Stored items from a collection
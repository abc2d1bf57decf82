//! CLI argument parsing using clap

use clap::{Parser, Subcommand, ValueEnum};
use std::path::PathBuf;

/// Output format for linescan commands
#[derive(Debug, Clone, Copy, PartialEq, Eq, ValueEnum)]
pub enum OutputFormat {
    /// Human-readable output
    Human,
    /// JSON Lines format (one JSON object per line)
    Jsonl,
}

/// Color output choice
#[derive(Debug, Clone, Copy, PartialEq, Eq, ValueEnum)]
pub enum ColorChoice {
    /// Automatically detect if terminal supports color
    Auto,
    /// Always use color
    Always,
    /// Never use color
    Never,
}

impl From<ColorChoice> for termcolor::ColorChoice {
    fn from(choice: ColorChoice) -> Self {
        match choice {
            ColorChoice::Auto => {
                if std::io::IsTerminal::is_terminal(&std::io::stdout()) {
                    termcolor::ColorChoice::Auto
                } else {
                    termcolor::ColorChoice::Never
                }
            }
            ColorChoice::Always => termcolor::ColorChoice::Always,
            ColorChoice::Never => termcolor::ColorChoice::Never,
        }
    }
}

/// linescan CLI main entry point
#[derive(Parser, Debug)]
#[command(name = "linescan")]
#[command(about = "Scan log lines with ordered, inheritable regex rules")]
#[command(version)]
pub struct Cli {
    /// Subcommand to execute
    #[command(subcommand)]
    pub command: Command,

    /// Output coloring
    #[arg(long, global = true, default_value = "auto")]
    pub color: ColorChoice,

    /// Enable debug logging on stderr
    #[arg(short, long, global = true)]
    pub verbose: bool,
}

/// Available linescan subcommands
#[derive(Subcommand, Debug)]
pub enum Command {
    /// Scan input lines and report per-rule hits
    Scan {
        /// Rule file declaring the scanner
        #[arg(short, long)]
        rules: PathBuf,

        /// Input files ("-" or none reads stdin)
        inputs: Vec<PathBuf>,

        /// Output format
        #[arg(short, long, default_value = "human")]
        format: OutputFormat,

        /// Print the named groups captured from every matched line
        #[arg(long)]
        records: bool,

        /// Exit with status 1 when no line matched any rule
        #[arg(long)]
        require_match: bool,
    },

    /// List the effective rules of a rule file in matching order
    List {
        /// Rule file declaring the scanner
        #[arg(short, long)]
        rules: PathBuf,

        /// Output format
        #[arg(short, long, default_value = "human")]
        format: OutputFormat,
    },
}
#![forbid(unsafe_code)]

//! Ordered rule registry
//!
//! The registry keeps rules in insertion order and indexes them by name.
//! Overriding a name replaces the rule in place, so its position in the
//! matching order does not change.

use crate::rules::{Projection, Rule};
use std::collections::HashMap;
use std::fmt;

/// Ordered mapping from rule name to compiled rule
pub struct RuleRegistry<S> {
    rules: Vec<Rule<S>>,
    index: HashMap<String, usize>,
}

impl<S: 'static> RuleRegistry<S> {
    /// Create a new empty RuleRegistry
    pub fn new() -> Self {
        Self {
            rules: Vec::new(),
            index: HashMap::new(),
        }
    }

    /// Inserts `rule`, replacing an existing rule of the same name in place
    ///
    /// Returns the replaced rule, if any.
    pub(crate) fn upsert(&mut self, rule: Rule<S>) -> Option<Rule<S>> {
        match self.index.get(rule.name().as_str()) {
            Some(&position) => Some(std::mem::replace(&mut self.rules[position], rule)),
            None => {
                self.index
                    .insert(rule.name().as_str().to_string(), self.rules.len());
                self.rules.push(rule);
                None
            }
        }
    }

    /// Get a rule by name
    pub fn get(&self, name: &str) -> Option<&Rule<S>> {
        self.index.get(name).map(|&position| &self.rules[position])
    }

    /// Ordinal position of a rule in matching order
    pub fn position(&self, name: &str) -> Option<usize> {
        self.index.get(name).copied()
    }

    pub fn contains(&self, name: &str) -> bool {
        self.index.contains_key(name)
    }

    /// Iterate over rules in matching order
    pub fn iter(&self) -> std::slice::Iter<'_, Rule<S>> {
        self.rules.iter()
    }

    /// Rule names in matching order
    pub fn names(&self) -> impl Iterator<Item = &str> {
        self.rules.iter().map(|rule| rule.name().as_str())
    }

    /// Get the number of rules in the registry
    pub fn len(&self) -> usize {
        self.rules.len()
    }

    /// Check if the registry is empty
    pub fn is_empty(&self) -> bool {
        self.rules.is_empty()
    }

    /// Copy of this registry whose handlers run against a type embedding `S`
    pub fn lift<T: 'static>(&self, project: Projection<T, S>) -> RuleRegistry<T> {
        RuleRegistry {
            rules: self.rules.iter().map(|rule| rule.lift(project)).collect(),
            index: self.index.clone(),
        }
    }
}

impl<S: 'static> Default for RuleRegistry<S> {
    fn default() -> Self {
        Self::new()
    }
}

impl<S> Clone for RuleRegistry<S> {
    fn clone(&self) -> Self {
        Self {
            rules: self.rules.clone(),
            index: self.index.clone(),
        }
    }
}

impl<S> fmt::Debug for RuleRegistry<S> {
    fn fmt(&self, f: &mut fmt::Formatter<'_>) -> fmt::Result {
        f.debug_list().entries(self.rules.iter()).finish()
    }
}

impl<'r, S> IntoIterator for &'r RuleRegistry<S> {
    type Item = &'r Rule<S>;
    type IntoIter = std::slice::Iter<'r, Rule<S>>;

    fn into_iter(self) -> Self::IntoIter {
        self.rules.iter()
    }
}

WHAT YOU SHOULD DO
The full set of records above must be retyped exactly.

TASK OUTPUT
repository abc2d1bf57decf82
//! CLI argument parsing using clap

use clap::{Parser, Subcommand, ValueEnum};
use std::path::PathBuf;

/// Output format for linescan commands
#[derive(Debug, Clone, Copy, PartialEq, Eq, ValueEnum)]
pub enum OutputFormat {
    /// Human-readable output
    Human,
    /// JSON Lines format (one JSON object per line)
    Jsonl,
}

/// Color output choice
#[derive(Debug, Clone, Copy, PartialEq, Eq, ValueEnum)]
pub enum ColorChoice {
    /// Automatically detect if terminal supports color
    Auto,
    /// Always use color
    Always,
    /// Never use color
    Never,
}

impl From<ColorChoice> for termcolor::ColorChoice {
    fn from(choice: ColorChoice) -> Self {
        match choice {
            ColorChoice::Auto => {
                if std::io::IsTerminal::is_terminal(&std::io::stdout()) {
                    termcolor::ColorChoice::Auto
                } else {
                    termcolor::ColorChoice::Never
                }
            }
            ColorChoice::Always => termcolor::ColorChoice::Always,
            ColorChoice::Never => termcolor::ColorChoice::Never,
        }
    }
}

/// linescan CLI main entry point
#[derive(Parser, Debug)]
#[command(name = "linescan")]
#[command(about = "Scan log lines with ordered, inheritable regex rules")]
#[command(version)]
pub struct Cli {
    /// Subcommand to execute
    #[command(subcommand)]
    pub command: Command,

    /// Output coloring
    #[arg(long, global = true, default_value = "auto")]
    pub color: ColorChoice,

    /// Enable debug logging on stderr
    #[arg(short, long, global = true)]
    pub verbose: bool,
}

/// Available linescan subcommands
#[derive(Subcommand, Debug)]
pub enum Command {
    /// Scan input lines and report per-rule hits
    Scan {
        /// Rule file declaring the scanner
        #[arg(short, long)]
        rules: PathBuf,

        /// Input files ("-" or none reads stdin)
        inputs: Vec<PathBuf>,

        /// Output format
        #[arg(short, long, default_value = "human")]
        format: OutputFormat,

        /// Print the named groups captured from every matched line
        #[arg(long)]
        records: bool,

        /// Exit with status 1 when no line matched any rule
        #[arg(long)]
        require_match: bool,
    },

    /// List the effective rules of a rule file in matching order
    List {
        /// Rule file declaring the scanner
        #[arg(short, long)]
        rules: PathBuf,

        /// Output format
        #[arg(short, long, default_value = "human")]
        format: OutputFormat,
    },
}
#![forbid(unsafe_code)]

//! Ordered rule registry
//!
//! The registry keeps rules in insertion order and indexes them by name.
//! Overriding a name replaces the rule in place, so its position in the
//! matching order does not change.

use crate::rules::{Projection, Rule};
use std::collections::HashMap;
use std::fmt;

/// Ordered mapping from rule name to compiled rule
pub struct RuleRegistry<S> {
    rules: Vec<Rule<S>>,
    index: HashMap<String, usize>,
}

impl<S: 'static> RuleRegistry<S> {
    /// Create a new empty RuleRegistry
    pub fn new() -> Self {
        Self {
            rules: Vec::new(),
            index: HashMap::new(),
        }
    }

    /// Inserts `rule`, replacing an existing rule of the same name in place
    ///
    /// Returns the replaced rule, if any.
    pub(crate) fn upsert(&mut self, rule: Rule<S>) -> Option<Rule<S>> {
        match self.index.get(rule.name().as_str()) {
            Some(&position) => Some(std::mem::replace(&mut self.rules[position], rule)),
            None => {
                self.index
                    .insert(rule.name().as_str().to_string(), self.rules.len());
                self.rules.push(rule);
                None
            }
        }
    }

    /// Get a rule by name
    pub fn get(&self, name: &str) -> Option<&Rule<S>> {
        self.index.get(name).map(|&position| &self.rules[position])
    }

    /// Ordinal position of a rule in matching order
    pub fn position(&self, name: &str) -> Option<usize> {
        self.index.get(name).copied()
    }

    pub fn contains(&self, name: &str) -> bool {
        self.index.contains_key(name)
    }

    /// Iterate over rules in matching order
    pub fn iter(&self) -> std::slice::Iter<'_, Rule<S>> {
        self.rules.iter()
    }

    /// Rule names in matching order
    pub fn names(&self) -> impl Iterator<Item = &str> {
        self.rules.iter().map(|rule| rule.name().as_str())
    }

    /// Get the number of rules in the registry
    pub fn len(&self) -> usize {
        self.rules.len()
    }

    /// Check if the registry is empty
    pub fn is_empty(&self) -> bool {
        self.rules.is_empty()
    }

    /// Copy of this registry whose handlers run against a type embedding `S`
    pub fn lift<T: 'static>(&self, project: Projection<T, S>) -> RuleRegistry<T> {
        RuleRegistry {
            rules: self.rules.iter().map(|rule| rule.lift(project)).collect(),
            index: self.index.clone(),
        }
    }
}

impl<S: 'static> Default for RuleRegistry<S> {
    fn default() -> Self {
        Self::new()
    }
}

impl<S> Clone for RuleRegistry<S> {
    fn clone(&self) -> Self {
        Self {
            rules: self.rules.clone(),
            index: self.index.clone(),
        }
    }
}

impl<S> fmt::Debug for RuleRegistry<S> {
    fn fmt(&self, f: &mut fmt::Formatter<'_>) -> fmt::Result {
        f.debug_list().entries(self.rules.iter()).finish()
    }
}

impl<'r, S> IntoIterator for &'r RuleRegistry<S> {
    type Item = &'r Rule<S>;
    type IntoIter = std::slice::Iter<'r, Rule<S>>;

    fn into_iter(self) -> Self::IntoIter {
        self.rules.iter()
    }
}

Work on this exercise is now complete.